What about those inevitable meditation sessions when it seems especially tedious, or boring, or like you can’t “get into it”? The good news is that important changes are still happening in your brain.
“Oh, yeah, wow, now I get it, that was amazing!” After meditating a few times, you might have a session where you feel something special, or where you feel particularly good afterwards. Great!
And then… there are those inevitable “other” meditation sessions when it seems especially tedious, or boring, or like you can’t “get into it.” The good news is that important changes are happening then, too.
A helpful way to think about meditation is that even when it seems like nothing is happening, something is happening. Good stuff happens every time you take the time to meditate.
Each time you sit to meditate, your brain develops new connections in response to that experience.

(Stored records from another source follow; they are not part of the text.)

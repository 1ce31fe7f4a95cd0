use std::net::TcpListener;
use std::path::Path;
use std::process::{Child, Command, Stdio};

use eyre::{Result, WrapErr};
use tokio::time::{sleep, Duration};
use tracing::{info, warn};

/// A chromedriver child process, killed when dropped.
pub struct ChromeDriverProcess {
    child: Child,
    port: u16,
}

impl ChromeDriverProcess {
    /// Starts the chromedriver at `executable` on a free local port.
    pub async fn spawn(executable: &Path) -> Result<Self> {
        let port = TcpListener::bind("127.0.0.1:0")?.local_addr()?.port();
        let child = Command::new(executable)
            .arg(format!("--port={port}"))
            .stdout(Stdio::null())
            .spawn()
            .wrap_err_with(|| format!("Failed to spawn chromedriver at {}", executable.display()))?;
        info!(port, "started chromedriver");

        // chromedriver gives no readiness signal
        sleep(Duration::from_secs(2)).await;
        Ok(Self { child, port })
    }

    /// WebDriver endpoint of the process.
    pub fn url(&self) -> String {
        format!("http://localhost:{}", self.port)
    }
}

impl Drop for ChromeDriverProcess {
    fn drop(&mut self) {
        if let Err(e) = self.child.kill() {
            warn!("failed to stop chromedriver: {e}");
        }
        if let Err(e) = self.child.wait() {
            warn!("failed to reap chromedriver: {e}");
        }
    }
}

It’s what our brains are built to do: learn and develop in accordance with what we’re doing the most.
Practice mindfulness by meditating, and it is as if a long-neglected “road” (neural pathway) in your brain is now being traveled on a daily basis — it gets the funding for a new superhighway.
It doesn’t matter if you start traveling more on that road at top speed in a well-tuned Maserati, or bumble down it in a beat-up old pick-up truck that stalls and hesitates and never goes over 25 mph. Just hop in and drive on a regular basis.
Meditate regularly, even when it seems like “nothing” is happening, and over time, you’ll find your brain is traveling on that new, healthier superhighway with less and less conscious effort.
It really is the thought (or at least, the awareness of your thought) that counts.